No mass march followed this perhaps naïve plea, but Arun’s message was absorbed, part of a continuing Palestinian debate on the viability of a nonviolent resolution to the Israeli occupation. “We are looking forward to a Palestinian satyagraha,” answered Hanna Amireh, of the PLO executive committee, to Arun. “In spite of the fact that Palestine might not be ready for him, Mahatma Gandhi would find an abiding place in the Palestinian struggle for freedom.”

The most publicized nonviolent “revolt” is happening at the village of Bil’in. When Israel confiscated, in 2004, several thousands of acres of this village to build the security wall between the two countries from north to south, hundreds of Palestinians and Israelis started coming to weekly Friday nonviolent resistance actions here. It included chaining themselves to olive trees and holding weddings on the confiscated land. Some 800 have been injured, many have been arrested, The Israeli Supreme Court recently ruled in their favor, but only partially. The protests continue. Abdullah Abu Rahma, the director of the coalition at Bil’in, told Hirschfield, “What Gandhi did for his people, I want to do for mine.”

“The history of Palestinian nonviolence is long and courageous, but not well-known,” says Hirschfield, a writer’s writer whose discovery of the Palestinian nonviolence movement has developed into an intensely personal passion, leading him all the way from New York’s Lower East Side to the towns and alleyways of Palestine. “It is not quite a story of ahimsa, not in the spiritual sense. Usually, nonviolence activism has been used here as a way to an end. But certainly, there are many who choose nonviolence because it is just that — nonviolent.”

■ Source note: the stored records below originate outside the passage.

//! The computation trait consumed by the orchestration layer.

use crate::error::ConnectivityError;
use crate::method::ConnectivityMethod;
use crate::network::Network;
use crate::settings::ConnectivitySettings;

/// A connectivity metric computation routine.
///
/// Implementations receive a mutable settings bundle because spectral
/// metrics fill the per-trial spectra cache as a side effect. The
/// orchestration layer hands every invocation its own snapshot, so a
/// routine never observes mutation from a concurrently running metric.
pub trait ConnectivityMetric: Send + Sync {
    /// The method this routine implements.
    fn method(&self) -> ConnectivityMethod;

    /// Whether this routine may run on the worker pool alongside other
    /// metrics. Routines that return `false` are executed on the
    /// submitting thread.
    fn parallel_safe(&self) -> bool {
        true
    }

    /// Compute the network for the given settings snapshot.
    fn compute(&self, settings: &mut ConnectivitySettings) -> Result<Network, ConnectivityError>;
}

/// Shared input validation for all metric routines.
pub(crate) fn validate_input(
    settings: &ConnectivitySettings,
) -> Result<(), ConnectivityError> {
    if settings.n_trials_used() == 0 {
        return Err(ConnectivityError::InvalidInput(
            "no trials to compute on".into(),
        ));
    }
    let n_channels = settings.n_channels();
    if n_channels < 2 {
        return Err(ConnectivityError::InvalidInput(format!(
            "need at least two channels, got {n_channels}"
        )));
    }
    Ok(())
}

/// All unordered channel pairs `(i, j)` with `i < j`.
pub(crate) fn channel_pairs(n_channels: usize) -> Vec<(usize, usize)> {
    let mut pairs = Vec::with_capacity(n_channels * (n_channels.saturating_sub(1)) / 2);
    for i in 0..n_channels {
        for j in (i + 1)..n_channels {
            pairs.push((i, j));
        }
    }
    pairs
}
//! Window functions for the tapered FFT.

use std::fmt;
use std::str::FromStr;

use serde::{Deserialize, Serialize};

use crate::error::ConnectivityError;

/// Window function applied to each trial before the FFT.
#[derive(Debug, Clone, Copy, Default, PartialEq, Eq, Serialize, Deserialize)]
pub enum WindowType {
    /// Hanning window (default).
    #[default]
    Hanning,
    /// Hamming window.
    Hamming,
    /// Rectangular window (no taper).
    Square,
}

impl WindowType {
    /// Generate the window coefficients for the given length.
    #[must_use]
    pub fn coefficients(self, len: usize) -> Vec<f64> {
        if len <= 1 {
            return vec![1.0; len];
        }
        let denom = (len - 1) as f64;
        match self {
            WindowType::Hanning => (0..len)
                .map(|n| 0.5 * (1.0 - (2.0 * std::f64::consts::PI * n as f64 / denom).cos()))
                .collect(),
            WindowType::Hamming => (0..len)
                .map(|n| 0.54 - 0.46 * (2.0 * std::f64::consts::PI * n as f64 / denom).cos())
                .collect(),
            WindowType::Square => vec![1.0; len],
        }
    }

    /// The token used by the configuration layer.
    #[must_use]
    pub fn token(self) -> &'static str {
        match self {
            WindowType::Hanning => "Hanning",
            WindowType::Hamming => "Hamming",
            WindowType::Square => "Square",
        }
    }
}

impl fmt::Display for WindowType {
    fn fmt(&self, f: &mut fmt::Formatter<'_>) -> fmt::Result {
        f.write_str(self.token())
    }
}

impl FromStr for WindowType {
    type Err = ConnectivityError;

    fn from_str(s: &str) -> Result<Self, Self::Err> {
        match s {
            "Hanning" => Ok(WindowType::Hanning),
            "Hamming" => Ok(WindowType::Hamming),
            "Square" => Ok(WindowType::Square),
            other => Err(ConnectivityError::Config(format!(
                "unknown window type: {other}"
            ))),
        }
    }
}
//! The connectivity settings bundle.
//!
//! `ConnectivitySettings` carries the requested method tokens, the metric
//! parameters (window, trial count, trigger type, frequency band) and the
//! input signal trials. Method identifiers are stored as raw tokens so that
//! unknown tokens survive until dispatch, where the documented error
//! behavior applies.
//!
//! Spectral metrics fill a per-trial tapered-spectra cache as a side effect
//! of computing. `Clone` produces a deep snapshot, cache included; the
//! orchestrator clones the bundle per method so concurrent computations
//! never share mutable state.

use rustfft::num_complex::Complex64;
use serde::{Deserialize, Serialize};

use crate::error::ConnectivityError;
use crate::window::WindowType;

/// Frequency band of interest, in Hz.
#[derive(Debug, Clone, Copy, PartialEq, Serialize, Deserialize)]
pub struct FreqBand {
    /// Lower bound in Hz.
    pub lower: f64,
    /// Upper bound in Hz.
    pub upper: f64,
}

impl FreqBand {
    /// Create a band, validating `0 <= lower <= upper`.
    pub fn new(lower: f64, upper: f64) -> Result<Self, ConnectivityError> {
        if !lower.is_finite() || !upper.is_finite() || lower < 0.0 || lower > upper {
            return Err(ConnectivityError::Config(format!(
                "invalid frequency band: {lower} .. {upper} Hz"
            )));
        }
        Ok(Self { lower, upper })
    }
}

/// One trial (epoch) of multi-channel signal data.
#[derive(Debug, Clone)]
pub struct SignalTrial {
    /// One row of samples per channel.
    pub(crate) rows: Vec<Vec<f64>>,
    /// Tapered spectra per channel, filled lazily by the spectral layer.
    pub(crate) spectra: Option<Vec<Vec<Complex64>>>,
}

impl SignalTrial {
    pub(crate) fn new(rows: Vec<Vec<f64>>) -> Self {
        Self {
            rows,
            spectra: None,
        }
    }

    /// Number of channels.
    #[must_use]
    pub fn channels(&self) -> usize {
        self.rows.len()
    }

    /// Number of samples per channel.
    #[must_use]
    pub fn samples(&self) -> usize {
        self.rows.first().map_or(0, Vec::len)
    }

    /// The samples of one channel.
    #[must_use]
    pub fn row(&self, channel: usize) -> &[f64] {
        &self.rows[channel]
    }

    /// Whether the tapered spectra have been computed for this trial.
    #[must_use]
    pub fn has_spectra(&self) -> bool {
        self.spectra.is_some()
    }
}

/// Settings bundle driving one orchestrator invocation.
#[derive(Debug, Clone)]
pub struct ConnectivitySettings {
    methods: Vec<String>,
    window_type: WindowType,
    number_trials: usize,
    trigger_type: String,
    freq_band: Option<FreqBand>,
    sampling_freq: f64,
    fft_len: usize,
    trials: Vec<SignalTrial>,
}

impl ConnectivitySettings {
    /// Start building a settings bundle.
    #[must_use]
    pub fn builder() -> ConnectivitySettingsBuilder {
        ConnectivitySettingsBuilder::default()
    }

    /// Requested method tokens, in request order, deduplicated.
    #[must_use]
    pub fn methods(&self) -> &[String] {
        &self.methods
    }

    /// Whether the given token was requested.
    #[must_use]
    pub fn has_method(&self, token: &str) -> bool {
        self.methods.iter().any(|m| m == token)
    }

    /// Add a method token. Duplicates are ignored (set semantics).
    pub fn add_method(&mut self, token: impl Into<String>) {
        let token = token.into();
        if !self.has_method(&token) {
            self.methods.push(token);
        }
    }

    /// The window function used for tapered spectra.
    #[must_use]
    pub fn window_type(&self) -> WindowType {
        self.window_type
    }

    /// Change the window function. Invalidates cached spectra.
    pub fn set_window_type(&mut self, window_type: WindowType) {
        if window_type != self.window_type {
            self.window_type = window_type;
            self.clear_spectra();
        }
    }

    /// Number of trials to use (0 = all available).
    #[must_use]
    pub fn number_trials(&self) -> usize {
        self.number_trials
    }

    /// Trigger type token from the configuration layer.
    #[must_use]
    pub fn trigger_type(&self) -> &str {
        &self.trigger_type
    }

    /// Frequency band of interest, if restricted.
    #[must_use]
    pub fn freq_band(&self) -> Option<&FreqBand> {
        self.freq_band.as_ref()
    }

    /// Sampling frequency in Hz.
    #[must_use]
    pub fn sampling_freq(&self) -> f64 {
        self.sampling_freq
    }

    /// All trials held by the bundle.
    #[must_use]
    pub fn trials(&self) -> &[SignalTrial] {
        &self.trials
    }

    /// Number of trials that computations will use.
    #[must_use]
    pub fn n_trials_used(&self) -> usize {
        if self.number_trials == 0 {
            self.trials.len()
        } else {
            self.number_trials.min(self.trials.len())
        }
    }

    /// The trials that computations will use.
    #[must_use]
    pub fn used_trials(&self) -> &[SignalTrial] {
        &self.trials[..self.n_trials_used()]
    }

    pub(crate) fn used_trials_mut(&mut self) -> &mut [SignalTrial] {
        let n = self.n_trials_used();
        &mut self.trials[..n]
    }

    /// Number of channels (0 if no trials).
    #[must_use]
    pub fn n_channels(&self) -> usize {
        self.trials.first().map_or(0, SignalTrial::channels)
    }

    /// Samples per channel (0 if no trials).
    #[must_use]
    pub fn n_samples(&self) -> usize {
        self.trials.first().map_or(0, SignalTrial::samples)
    }

    /// FFT length used for tapered spectra. A configured value wins;
    /// otherwise the next power of two at or above the sample count.
    #[must_use]
    pub fn effective_fft_len(&self) -> usize {
        if self.fft_len != 0 {
            self.fft_len
        } else {
            self.n_samples().next_power_of_two()
        }
    }

    /// Number of positive-frequency bins of the tapered spectra.
    #[must_use]
    pub fn n_bins(&self) -> usize {
        let fft_len = self.effective_fft_len();
        if fft_len == 0 {
            0
        } else {
            fft_len / 2 + 1
        }
    }

    /// Frequency resolution in Hz per spectral bin.
    #[must_use]
    pub fn bin_hz(&self) -> f64 {
        let fft_len = self.effective_fft_len();
        if fft_len == 0 {
            0.0
        } else {
            self.sampling_freq / fft_len as f64
        }
    }

    /// Append a trial, validating dimensions against existing trials.
    pub fn add_trial(&mut self, rows: Vec<Vec<f64>>) -> Result<(), ConnectivityError> {
        validate_trial(&rows, self.trials.first())?;
        self.trials.push(SignalTrial::new(rows));
        Ok(())
    }

    /// Drop cached spectra on every trial.
    pub fn clear_spectra(&mut self) {
        for trial in &mut self.trials {
            trial.spectra = None;
        }
    }
}

fn validate_trial(
    rows: &[Vec<f64>],
    reference: Option<&SignalTrial>,
) -> Result<(), ConnectivityError> {
    if rows.is_empty() {
        return Err(ConnectivityError::InvalidInput(
            "trial has no channels".into(),
        ));
    }
    let samples = rows[0].len();
    if samples == 0 {
        return Err(ConnectivityError::InvalidInput(
            "trial has no samples".into(),
        ));
    }
    if rows.iter().any(|row| row.len() != samples) {
        return Err(ConnectivityError::InvalidInput(
            "trial rows have differing sample counts".into(),
        ));
    }
    if let Some(reference) = reference {
        if rows.len() != reference.channels() || samples != reference.samples() {
            return Err(ConnectivityError::InvalidInput(format!(
                "trial is {}x{}, expected {}x{}",
                rows.len(),
                samples,
                reference.channels(),
                reference.samples()
            )));
        }
    }
    Ok(())
}

/// Builder for [`ConnectivitySettings`].
#[derive(Debug)]
pub struct ConnectivitySettingsBuilder {
    methods: Vec<String>,
    window_type: WindowType,
    number_trials: usize,
    trigger_type: String,
    freq_band: Option<FreqBand>,
    sampling_freq: f64,
    fft_len: usize,
    trials: Vec<Vec<Vec<f64>>>,
}

impl Default for ConnectivitySettingsBuilder {
    fn default() -> Self {
        Self {
            methods: Vec::new(),
            window_type: WindowType::default(),
            number_trials: 0,
            trigger_type: "1".into(),
            freq_band: None,
            sampling_freq: 1.0,
            fft_len: 0,
            trials: Vec::new(),
        }
    }
}

impl ConnectivitySettingsBuilder {
    /// Request a method by token. Duplicates are ignored.
    #[must_use]
    pub fn method(mut self, token: impl Into<String>) -> Self {
        let token = token.into();
        if !self.methods.contains(&token) {
            self.methods.push(token);
        }
        self
    }

    /// Set the window function.
    #[must_use]
    pub fn window_type(mut self, window_type: WindowType) -> Self {
        self.window_type = window_type;
        self
    }

    /// Limit the number of trials used (0 = all).
    #[must_use]
    pub fn number_trials(mut self, number_trials: usize) -> Self {
        self.number_trials = number_trials;
        self
    }

    /// Set the trigger type token.
    #[must_use]
    pub fn trigger_type(mut self, trigger_type: impl Into<String>) -> Self {
        self.trigger_type = trigger_type.into();
        self
    }

    /// Restrict the frequency band of interest.
    #[must_use]
    pub fn freq_band(mut self, band: FreqBand) -> Self {
        self.freq_band = Some(band);
        self
    }

    /// Set the sampling frequency in Hz.
    #[must_use]
    pub fn sampling_freq(mut self, sampling_freq: f64) -> Self {
        self.sampling_freq = sampling_freq;
        self
    }

    /// Override the FFT length (0 = next power of two above the sample count).
    #[must_use]
    pub fn fft_len(mut self, fft_len: usize) -> Self {
        self.fft_len = fft_len;
        self
    }

    /// Append one trial of channels-by-samples data.
    #[must_use]
    pub fn trial(mut self, rows: Vec<Vec<f64>>) -> Self {
        self.trials.push(rows);
        self
    }

    /// Validate and build the settings bundle.
    pub fn build(self) -> Result<ConnectivitySettings, ConnectivityError> {
        if !self.sampling_freq.is_finite() || self.sampling_freq <= 0.0 {
            return Err(ConnectivityError::Config(format!(
                "sampling frequency must be positive, got {}",
                self.sampling_freq
            )));
        }
        let mut settings = ConnectivitySettings {
            methods: self.methods,
            window_type: self.window_type,
            number_trials: self.number_trials,
            trigger_type: self.trigger_type,
            freq_band: self.freq_band,
            sampling_freq: self.sampling_freq,
            fft_len: self.fft_len,
            trials: Vec::with_capacity(self.trials.len()),
        };
        for rows in self.trials {
            settings.add_trial(rows)?;
        }
        if settings.fft_len != 0 && settings.fft_len < settings.n_samples() {
            return Err(ConnectivityError::Config(format!(
                "fft length {} shorter than {} samples",
                settings.fft_len,
                settings.n_samples()
            )));
        }
        Ok(settings)
    }
}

We are joined at the Ramallah ice cream shop by Hizami Jabri, a 36 year-old father of five young girls, who has served two terms in Israeli jails and was shot in his shoulder during a violent agitation. “I started to ask myself, how could I have a good life? How could my people have a good life? This violence, it cannot bring a good life,” says Jabri, a member of the Palestine Authority’s preventive security force by day, a nonviolence trainer after hours for the NGO, Middle East Nonviolence and Democracy (MEND). He tells us, as many do, that the success of nonviolence in India gives him strength, inspiration. There is shy pride in his hazel eyes when he says, “My daughters have taught nonviolent conflict resolution to all the other kids in the neighborhood. They are a new generation.”

Hirschfield tells us of another NGO called Combatants for Peace, which unites Israeli and Palestinian ex-fighters in nonviolent actions against the Israeli occupation. One Palestinian leader of this group, Bassam Aramin, an ex-Fatah fighter who served years in Israeli jails, lost his ten-year-old daughter to a stray Israeli bullet last spring but has not changed his mind about his path; Aramin’s Israeli counterpart, Arik, lost his sister in a Palestinian suicide attack. Hirschfield has written about these men in one of his powerful essays: “They are fighters wanting to reframe the fight, wanting a future for their children emptied of the wall posters of martyrs.”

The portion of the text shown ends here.